Ericsson e Minicom montam laboratório em internet das coisas


A Ericsson e o Ministério das Comunicações (Minicom) se juntaram para criar um laboratório de criação de tecnologias que usam a internet das coisas. O laboratório deve se chamar algo como Laboratório da Sociedade em Conectada (Networked Society Lab) e ficará em Indaiatuba, em São Paulo. Também terá como missão medir o impacto positivo do uso da IoT em projetos de gestão da água, agricultura, preservação florestal, prevenção de desastres e monitoramento.

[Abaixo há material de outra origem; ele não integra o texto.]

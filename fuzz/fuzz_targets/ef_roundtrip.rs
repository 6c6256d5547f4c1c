#![no_main]
use libfuzzer_sys::fuzz_target;

use efbits::{EliasFanoEncoder, EliasFanoSequence};

fuzz_target!(|data: (Vec<u64>, u64)| {
    let (mut values, slack) = data;
    values.sort_unstable();
    let upper_bound = values
        .last()
        .copied()
        .unwrap_or(0)
        .saturating_add(slack % 1024);

    let mut enc = EliasFanoEncoder::new(values.len(), upper_bound);
    for &v in &values {
        enc.encode_next(v).unwrap();
    }
    let seq = enc.into_sequence().unwrap();

    let mut dec = seq.decoder();
    for &v in &values {
        assert_eq!(dec.next_value(), Some(v));
    }
    assert_eq!(dec.next_value(), None);

    dec.to_after_sequence();
    for &v in values.iter().rev() {
        assert_eq!(dec.previous_value(), Some(v));
    }
    assert_eq!(dec.previous_value(), None);

    let bytes = seq.to_bytes();
    let restored = EliasFanoSequence::from_bytes(&bytes).unwrap();
    assert_eq!(restored, seq);

    // A corrupted length field must be rejected at construction, not later.
    if bytes.len() > 16 {
        let mut corrupt = bytes.clone();
        corrupt[8] = corrupt[8].wrapping_add(1); // num_values LSB
        if let Ok(other) = EliasFanoSequence::from_bytes(&corrupt) {
            // Only reachable if the mutated dimensions still line up; the
            // sequence must then still decode without panicking.
            let mut d = other.decoder();
            while d.next_value().is_some() {}
        }
    }
});
//! The immutable Elias-Fano artifact: two packed bit streams plus the
//! parameters that describe them.
//!
//! A sequence is produced once, by [`EliasFanoEncoder`](crate::EliasFanoEncoder)
//! or by reconstruction from persisted words/bytes, and never mutated. Any
//! number of [`EliasFanoDecoder`](crate::EliasFanoDecoder)s may borrow it
//! concurrently; each decoder owns its own cursor.

use crate::bits;
use crate::decoder::EliasFanoDecoder;
use crate::error::{Error, Result};

/// Derived low-field width: `max(0, floor(log2(upper_bound / num_values)))`,
/// clamped to 0 when the ratio is below 1. Always in `0..=63`.
pub(crate) fn num_low_bits_for(num_values: usize, upper_bound: u64) -> u32 {
    if num_values == 0 || upper_bound == 0 {
        return 0;
    }
    let ratio = upper_bound / num_values as u64;
    if ratio == 0 {
        0
    } else {
        63 - ratio.leading_zeros()
    }
}

/// Logical length of the upper stream in bits:
/// `num_values + (upper_bound >> num_low_bits) + 1`, or 0 for an empty
/// sequence.
pub(crate) fn upper_len_bits(num_values: usize, upper_bound: u64, num_low_bits: u32) -> u64 {
    if num_values == 0 {
        0
    } else {
        num_values as u64 + (upper_bound >> num_low_bits) + 1
    }
}

/// An encoded monotone sequence.
///
/// Equality and hashing cover the declared parameters and both raw streams,
/// so two sequences compare equal exactly when they encode the same values
/// under the same bound.
#[derive(Debug, Clone, PartialEq, Eq, Hash)]
pub struct EliasFanoSequence {
    num_values: usize,
    upper_bound: u64,
    num_low_bits: u32,
    upper_bits: Vec<u64>,
    lower_bits: Vec<u64>,
}

impl EliasFanoSequence {
    /// Trusted constructor used by the encoder once all values are in.
    pub(crate) fn from_encoder(
        num_values: usize,
        upper_bound: u64,
        num_low_bits: u32,
        upper_bits: Vec<u64>,
        lower_bits: Vec<u64>,
    ) -> Self {
        Self {
            num_values,
            upper_bound,
            num_low_bits,
            upper_bits,
            lower_bits,
        }
    }

    /// Reconstruct a sequence from raw parts, e.g. words loaded from an index
    /// segment.
    ///
    /// The declared dimensions are validated here, up front: both stream
    /// lengths must match `num_values`/`upper_bound` exactly, the upper
    /// stream must hold one marker bit per value, and no bit may sit at or
    /// past the logical stream end. A sequence that passes this check decodes
    /// without any further integrity checks.
    pub fn from_parts(
        num_values: usize,
        upper_bound: u64,
        upper_bits: Vec<u64>,
        lower_bits: Vec<u64>,
    ) -> Result<Self> {
        let num_low_bits = num_low_bits_for(num_values, upper_bound);
        let len_bits = upper_len_bits(num_values, upper_bound, num_low_bits);

        let expected_upper = bits::words_for(len_bits);
        if upper_bits.len() != expected_upper {
            return Err(Error::InvalidEncoding(format!(
                "upper stream holds {} words, dimensions require {expected_upper}",
                upper_bits.len()
            )));
        }
        let expected_lower = bits::words_for(num_values as u64 * u64::from(num_low_bits));
        if lower_bits.len() != expected_lower {
            return Err(Error::InvalidEncoding(format!(
                "lower stream holds {} words, dimensions require {expected_lower}",
                lower_bits.len()
            )));
        }

        let ones: u64 = upper_bits.iter().map(|w| u64::from(w.count_ones())).sum();
        if ones != num_values as u64 {
            return Err(Error::InvalidEncoding(format!(
                "upper stream holds {ones} marker bits for {num_values} values"
            )));
        }
        if !upper_bits.is_empty() {
            let last_set = bits::prev_set_bit(&upper_bits, upper_bits.len() as i64 * 64 - 1);
            if let Some(pos) = last_set {
                if pos >= len_bits {
                    return Err(Error::InvalidEncoding(format!(
                        "marker bit at position {pos} past logical stream end {len_bits}"
                    )));
                }
            }
        }

        Ok(Self {
            num_values,
            upper_bound,
            num_low_bits,
            upper_bits,
            lower_bits,
        })
    }

    /// Create a fresh decoder positioned before the sequence.
    pub fn decoder(&self) -> EliasFanoDecoder<'_> {
        EliasFanoDecoder::new(self)
    }

    /// Number of encoded values.
    pub fn len(&self) -> usize {
        self.num_values
    }

    /// Return true if the sequence holds no values.
    pub fn is_empty(&self) -> bool {
        self.num_values == 0
    }

    /// The upper bound declared at construction.
    pub fn upper_bound(&self) -> u64 {
        self.upper_bound
    }

    /// Width of each packed low field.
    pub fn num_low_bits(&self) -> u32 {
        self.num_low_bits
    }

    /// The upper stream: one marker bit per value at position
    /// `(value >> num_low_bits) + index`.
    pub fn upper_bits(&self) -> &[u64] {
        &self.upper_bits
    }

    /// The lower stream: `num_low_bits`-wide fields in insertion order.
    pub fn lower_bits(&self) -> &[u64] {
        &self.lower_bits
    }

    /// Approximate heap memory usage in bytes.
    pub fn heap_bytes(&self) -> usize {
        self.upper_bits.capacity() * 8 + self.lower_bits.capacity() * 8
    }

    pub(crate) fn upper_len_bits(&self) -> u64 {
        upper_len_bits(self.num_values, self.upper_bound, self.num_low_bits)
    }

    pub(crate) fn low_mask(&self) -> u64 {
        if self.num_low_bits == 0 {
            0
        } else {
            (1u64 << self.num_low_bits) - 1
        }
    }

    /// Low field of the value at `index`.
    pub(crate) fn low_value(&self, index: u64) -> u64 {
        if self.num_low_bits == 0 {
            0
        } else {
            bits::read_field(
                &self.lower_bits,
                index * u64::from(self.num_low_bits),
                self.num_low_bits,
            )
        }
    }

    /// Serialize to a stable binary encoding (little-endian).
    ///
    /// Format (versioned):
    /// - magic: 8 bytes (`EFBITSQ1`)
    /// - num_values: u64
    /// - upper_bound: u64
    /// - upper_len: u64, then `upper_len` u64 words
    /// - lower_len: u64, then `lower_len` u64 words
    pub fn to_bytes(&self) -> Vec<u8> {
        let mut out = Vec::new();
        out.extend_from_slice(b"EFBITSQ1");

        out.extend_from_slice(&(self.num_values as u64).to_le_bytes());
        out.extend_from_slice(&self.upper_bound.to_le_bytes());

        out.extend_from_slice(&(self.upper_bits.len() as u64).to_le_bytes());
        for &w in &self.upper_bits {
            out.extend_from_slice(&w.to_le_bytes());
        }

        out.extend_from_slice(&(self.lower_bits.len() as u64).to_le_bytes());
        for &w in &self.lower_bits {
            out.extend_from_slice(&w.to_le_bytes());
        }

        out
    }

    /// Deserialize a sequence from `to_bytes()` output.
    ///
    /// Funnels through [`EliasFanoSequence::from_parts`], so malformed input
    /// is rejected here rather than surfacing mid-decode.
    pub fn from_bytes(bytes: &[u8]) -> Result<Self> {
        const MAGIC: &[u8; 8] = b"EFBITSQ1";
        let mut off = 0usize;

        let mut take = |n: usize| -> Result<&[u8]> {
            if off + n > bytes.len() {
                return Err(Error::InvalidEncoding(
                    "unexpected end of input".to_string(),
                ));
            }
            let slice = &bytes[off..off + n];
            off += n;
            Ok(slice)
        };

        let magic = take(8)?;
        if magic != MAGIC {
            return Err(Error::InvalidEncoding(
                "bad magic for EliasFanoSequence".to_string(),
            ));
        }

        let num_values = u64::from_le_bytes(take(8)?.try_into().unwrap()) as usize;
        let upper_bound = u64::from_le_bytes(take(8)?.try_into().unwrap());

        let upper_len = u64::from_le_bytes(take(8)?.try_into().unwrap()) as usize;
        // Bound allocation against total input to prevent allocation bombs.
        if upper_len.saturating_mul(8) > bytes.len() {
            return Err(Error::InvalidEncoding(format!(
                "upper stream length ({upper_len} words) too large for input ({} bytes)",
                bytes.len()
            )));
        }
        let mut upper_bits = Vec::with_capacity(upper_len);
        for _ in 0..upper_len {
            let w = u64::from_le_bytes(take(8)?.try_into().unwrap());
            upper_bits.push(w);
        }

        let lower_len = u64::from_le_bytes(take(8)?.try_into().unwrap()) as usize;
        if lower_len.saturating_mul(8) > bytes.len() {
            return Err(Error::InvalidEncoding(format!(
                "lower stream length ({lower_len} words) too large for input ({} bytes)",
                bytes.len()
            )));
        }
        let mut lower_bits = Vec::with_capacity(lower_len);
        for _ in 0..lower_len {
            let w = u64::from_le_bytes(take(8)?.try_into().unwrap());
            lower_bits.push(w);
        }

        if off != bytes.len() {
            return Err(Error::InvalidEncoding(
                "trailing bytes after EliasFanoSequence".to_string(),
            ));
        }

        Self::from_parts(num_values, upper_bound, upper_bits, lower_bits)
    }
}

#[cfg(test)]
mod tests {
    use super::*;
    use crate::encoder::EliasFanoEncoder;

    fn encode(values: &[u64]) -> EliasFanoSequence {
        let upper_bound = values.last().copied().unwrap_or(0);
        let mut enc = EliasFanoEncoder::new(values.len(), upper_bound);
        for &v in values {
            enc.encode_next(v).unwrap();
        }
        enc.into_sequence().unwrap()
    }

    #[test]
    fn from_parts_accepts_encoder_output() {
        let seq = encode(&[5, 8, 8, 15, 32]);
        let rebuilt = EliasFanoSequence::from_parts(
            seq.len(),
            seq.upper_bound(),
            seq.upper_bits().to_vec(),
            seq.lower_bits().to_vec(),
        )
        .unwrap();
        assert_eq!(rebuilt, seq);
    }

    #[test]
    fn from_parts_rejects_wrong_upper_length() {
        let seq = encode(&[5, 8, 8, 15, 32]);
        let mut upper = seq.upper_bits().to_vec();
        upper.push(0);
        let err = EliasFanoSequence::from_parts(
            seq.len(),
            seq.upper_bound(),
            upper,
            seq.lower_bits().to_vec(),
        );
        assert!(matches!(err, Err(Error::InvalidEncoding(_))));
    }

    #[test]
    fn from_parts_rejects_wrong_lower_length() {
        let seq = encode(&[5, 8, 8, 15, 32]);
        let err = EliasFanoSequence::from_parts(
            seq.len(),
            seq.upper_bound(),
            seq.upper_bits().to_vec(),
            Vec::new(),
        );
        assert!(matches!(err, Err(Error::InvalidEncoding(_))));
    }

    #[test]
    fn from_parts_rejects_wrong_marker_count() {
        let seq = encode(&[5, 8, 8, 15, 32]);
        let mut upper = seq.upper_bits().to_vec();
        upper[0] &= upper[0] - 1; // drop the lowest marker bit
        let err = EliasFanoSequence::from_parts(
            seq.len(),
            seq.upper_bound(),
            upper,
            seq.lower_bits().to_vec(),
        );
        assert!(matches!(err, Err(Error::InvalidEncoding(_))));
    }

    #[test]
    fn from_parts_rejects_marker_past_logical_end() {
        // One value in a 3-bit upper stream stored in one word: move the
        // marker past bit 2 while keeping the popcount right.
        let seq = encode(&[63]);
        assert_eq!(seq.upper_bits(), &[0x2]);
        let err = EliasFanoSequence::from_parts(
            seq.len(),
            seq.upper_bound(),
            vec![1u64 << 40],
            seq.lower_bits().to_vec(),
        );
        assert!(matches!(err, Err(Error::InvalidEncoding(_))));
    }

    #[test]
    fn empty_sequence_has_empty_streams() {
        let seq = encode(&[]);
        assert!(seq.is_empty());
        assert!(seq.upper_bits().is_empty());
        assert!(seq.lower_bits().is_empty());
        let rebuilt = EliasFanoSequence::from_parts(0, 0, Vec::new(), Vec::new()).unwrap();
        assert_eq!(rebuilt, seq);
    }

    #[test]
    fn bytes_roundtrip() {
        for values in [vec![], vec![0], vec![5, 8, 8, 15, 32], vec![0, u64::MAX >> 1]] {
            let seq = encode(&values);
            let bytes = seq.to_bytes();
            let back = EliasFanoSequence::from_bytes(&bytes).unwrap();
            assert_eq!(back, seq);
        }
    }

    #[test]
    fn from_bytes_rejects_bad_magic() {
        let mut bytes = encode(&[1, 2, 3]).to_bytes();
        bytes[0] = b'X';
        assert!(EliasFanoSequence::from_bytes(&bytes).is_err());
    }

    #[test]
    fn from_bytes_rejects_truncation_and_trailing() {
        let bytes = encode(&[1, 2, 3]).to_bytes();
        assert!(EliasFanoSequence::from_bytes(&bytes[..bytes.len() - 1]).is_err());
        let mut extended = bytes.clone();
        extended.push(0);
        assert!(EliasFanoSequence::from_bytes(&extended).is_err());
    }

    #[test]
    fn derived_low_width_matches_formula() {
        assert_eq!(num_low_bits_for(0, 100), 0);
        assert_eq!(num_low_bits_for(10, 0), 0);
        assert_eq!(num_low_bits_for(10, 5), 0); // ratio < 1 clamps to 0
        assert_eq!(num_low_bits_for(1, 63), 5);
        assert_eq!(num_low_bits_for(2, (1u64 << 63) - 1), 61);
        assert_eq!(num_low_bits_for(1, u64::MAX), 63);
    }
}
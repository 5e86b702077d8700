//! PiControl MQTT client
//!
//! The coordination layer between a PiControl controller application and
//! its MQTT broker. It owns one broker session, lets application code
//! register typed handlers per topic, fans inbound messages out to them,
//! and exposes the asynchronous MQTT machinery through blocking calls.
//!
//! # Overview
//!
//! - [`protocol`]: message catalogue, JSON codec and topic layout
//! - [`registry`]: topic to handler table with handle-based cancellation
//! - [`dispatcher`]: isolated per-handler delivery of inbound messages
//! - [`manager`]: connection state machine and broker session lifecycle
//! - [`bridge`]: blocking calls over the async I/O runtime
//! - [`service`]: the facade application code uses
//! - [`transport`]: broker seam with a rumqttc implementation
//!
//! # Quick Start
//!
//! ```rust
//! use picontrol_mqtt::protocol::{decode, encode, Device, Devices, MessageHeader};
//!
//! let devices = Devices {
//!     header: MessageHeader::new("coordinator"),
//!     devices: vec![Device::new("d1")],
//! };
//!
//! let payload = encode(&devices).unwrap();
//! let decoded: Devices = decode(&payload).unwrap();
//! assert_eq!(decoded.devices[0].id, "d1");
//! ```

pub mod bridge;
pub mod config;
pub mod credentials;
pub mod discovery;
pub mod dispatcher;
pub mod error;
pub mod identity;
pub mod manager;
pub mod observability;
pub mod protocol;
pub mod registry;
pub mod service;
pub mod state;
pub mod testing;
pub mod transport;

pub use bridge::{BridgeError, SyncBridge};
pub use config::{ClientConfig, ConfigError};
pub use credentials::{CredentialStore, FileCredentialStore, ServiceCredentials};
pub use discovery::{DiscoveredService, ServiceDirectory, ServiceType};
pub use error::{DispatchError, HandlerError, HandlerResult, MqttError};
pub use identity::DeviceIdentity;
pub use manager::ClientSettings;
pub use registry::HandlerHandle;
pub use service::MqttClientService;
pub use state::ConnectionState;
pub use transport::BrokerCredentials;
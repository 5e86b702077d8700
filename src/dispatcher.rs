//! Inbound message fan-out
//!
//! The dispatcher is the only consumer of the session's inbound queue. It
//! runs on its own thread, so a handler may call back into the blocking
//! service API without stalling the I/O runtime. Every handler is invoked in
//! isolation: a decode error, handler error or panic is logged and counted,
//! and the next handler still runs.

use crate::error::{sanitize_error_message, DispatchError, HandlerError};
use crate::protocol::codec::peek_type_tag;
use crate::registry::HandlerRegistry;
use crate::transport::{InboundMessage, InboundSink};
use serde::Serialize;
use std::any::Any;
use std::panic::{catch_unwind, AssertUnwindSafe};
use std::sync::atomic::{AtomicU64, Ordering};
use std::sync::Arc;
use std::thread::JoinHandle;
use tokio::sync::mpsc;
use tracing::{debug, error, info, trace, warn};

/// Name of the thread running handlers
pub const DISPATCH_THREAD_NAME: &str = "mqtt-dispatch";

/// Counters kept by the dispatcher
#[derive(Debug, Default)]
pub struct DispatchStats {
    received: AtomicU64,
    delivered: AtomicU64,
    dropped: AtomicU64,
    decode_failures: AtomicU64,
    handler_failures: AtomicU64,
}

/// Point-in-time copy of [`DispatchStats`]
#[derive(Debug, Clone, Copy, Default, PartialEq, Eq, Serialize)]
pub struct DispatchStatsSnapshot {
    pub received: u64,
    /// Successful handler invocations
    pub delivered: u64,
    /// Messages with no handler for their topic
    pub dropped: u64,
    pub decode_failures: u64,
    /// Handler errors and panics
    pub handler_failures: u64,
}

impl DispatchStats {
    pub fn snapshot(&self) -> DispatchStatsSnapshot {
        DispatchStatsSnapshot {
            received: self.received.load(Ordering::Relaxed),
            delivered: self.delivered.load(Ordering::Relaxed),
            dropped: self.dropped.load(Ordering::Relaxed),
            decode_failures: self.decode_failures.load(Ordering::Relaxed),
            handler_failures: self.handler_failures.load(Ordering::Relaxed),
        }
    }
}

/// Result of dispatching one message
#[derive(Debug, Clone, Copy, Default, PartialEq, Eq)]
pub struct DispatchOutcome {
    pub delivered: usize,
    pub failed: usize,
}

pub struct Dispatcher {
    registry: Arc<HandlerRegistry>,
    stats: Arc<DispatchStats>,
}

impl Dispatcher {
    pub fn new(registry: Arc<HandlerRegistry>) -> Self {
        Self {
            registry,
            stats: Arc::new(DispatchStats::default()),
        }
    }

    pub fn stats(&self) -> Arc<DispatchStats> {
        self.stats.clone()
    }

    /// Hand `message` to every active handler registered for its topic
    pub fn dispatch(&self, message: &InboundMessage) -> DispatchOutcome {
        self.stats.received.fetch_add(1, Ordering::Relaxed);

        let entries = self.registry.lookup(&message.topic);
        if entries.is_empty() {
            self.stats.dropped.fetch_add(1, Ordering::Relaxed);
            trace!(topic = %message.topic, "No handler for topic, dropping message");
            return DispatchOutcome::default();
        }

        let _span = crate::dispatch_span!(topic = %message.topic).entered();
        debug!(
            handlers = entries.len(),
            bytes = message.payload.len(),
            "Dispatching message"
        );

        let mut outcome = DispatchOutcome::default();
        for entry in entries {
            if !entry.is_active() {
                continue;
            }

            let result = catch_unwind(AssertUnwindSafe(|| entry.dispatch(&message.payload)))
                .unwrap_or_else(|panic| {
                    Err(DispatchError::Handler(HandlerError::Panicked(
                        panic_message(panic.as_ref()),
                    )))
                });

            match result {
                Ok(()) => {
                    outcome.delivered += 1;
                    self.stats.delivered.fetch_add(1, Ordering::Relaxed);
                }
                Err(DispatchError::Decode { message_type, source }) => {
                    outcome.failed += 1;
                    self.stats.decode_failures.fetch_add(1, Ordering::Relaxed);
                    warn!(
                        topic = %message.topic,
                        handler_id = %entry.id(),
                        message_type,
                        found_type = ?peek_type_tag(&message.payload).ok(),
                        error = %source,
                        "Failed to decode message for handler"
                    );
                }
                Err(DispatchError::Handler(handler_error)) => {
                    outcome.failed += 1;
                    self.stats.handler_failures.fetch_add(1, Ordering::Relaxed);
                    error!(
                        topic = %message.topic,
                        handler_id = %entry.id(),
                        message_type = entry.message_type(),
                        error = %sanitize_error_message(&handler_error.to_string()),
                        "Handler failed"
                    );
                }
            }
        }

        outcome
    }

    /// Start the dispatch thread and return the sink that feeds it
    pub fn spawn(self) -> std::io::Result<(InboundSink, DispatcherHandle)> {
        let (sink, rx) = InboundSink::channel();
        let stats = self.stats.clone();
        let thread = std::thread::Builder::new()
            .name(DISPATCH_THREAD_NAME.to_string())
            .spawn(move || self.run(rx))?;

        Ok((
            sink,
            DispatcherHandle {
                thread: Some(thread),
                stats,
            },
        ))
    }

    fn run(self, mut rx: mpsc::UnboundedReceiver<InboundMessage>) {
        info!("Dispatcher started");
        while let Some(message) = rx.blocking_recv() {
            self.dispatch(&message);
        }
        info!("Dispatcher stopped, inbound queue closed");
    }
}

/// Owner of the dispatch thread
#[derive(Debug)]
pub struct DispatcherHandle {
    thread: Option<JoinHandle<()>>,
    stats: Arc<DispatchStats>,
}

impl DispatcherHandle {
    pub fn stats(&self) -> DispatchStatsSnapshot {
        self.stats.snapshot()
    }

    /// Wait for the thread to exit. It exits once every [`InboundSink`]
    /// clone has been dropped.
    pub fn join(mut self) {
        if let Some(thread) = self.thread.take() {
            if thread.join().is_err() {
                error!("Dispatcher thread panicked");
            }
        }
    }
}

fn panic_message(panic: &(dyn Any + Send)) -> String {
    if let Some(message) = panic.downcast_ref::<&str>() {
        (*message).to_string()
    } else if let Some(message) = panic.downcast_ref::<String>() {
        message.clone()
    } else {
        "non-string panic payload".to_string()
    }
}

Segundo Maximiliano Martinhão, secretário de telecomunicações do ministério, a iniciativa já é fruto da declaração conjunta feita por Brasil e União Europeia no começo do ano. A inauguração do laboratório acontece já nesta semana, em 29 de abril. O projeto é parte do Ericsson Inovation Center, programa de estímulo a universidades locais, que emprega 460 pesquisadores e gerou 80 patentes.

Balanço
A Ericsson apresentou na semana passada o balanço financeiro referente ao primeiro trimestre de 2016. A companhia registrou queda  de 2% na receita, motivada por vendas mais baixas na Europa e desaquecimento das economias de países emergentes. A receita no período foi de US$ 6,4 bilhões. A divisão de redes encolheu 2%, enquanto a de serviços globais, 4%. O lucro líquido no trimestre foi de 2,1 bilhões de coroas suecas, equivalente a US$ 258 milhões.

O resultado acendeu um alerta da companhia, que passa por uma reestruturação para cortar 9 bilhões de coras suecas em gastos até 2017. A promessa é ir além, ampliando as economias. O programa atingiu em cheio a diretoria global, que passará por mudanças.

A empresa passará a ser dividida em cinco unidades de negócio, em vez das três que a compõem atualmente. Hans Vestberg se mantém como CEO. Outros oito executivos assumem posições de comando no chamado “time de liderança” da companhia, espécie de conselho diretor, que será formado por 16 executivos – antes eram 13. As mudanças passam a valer em 1° de julho.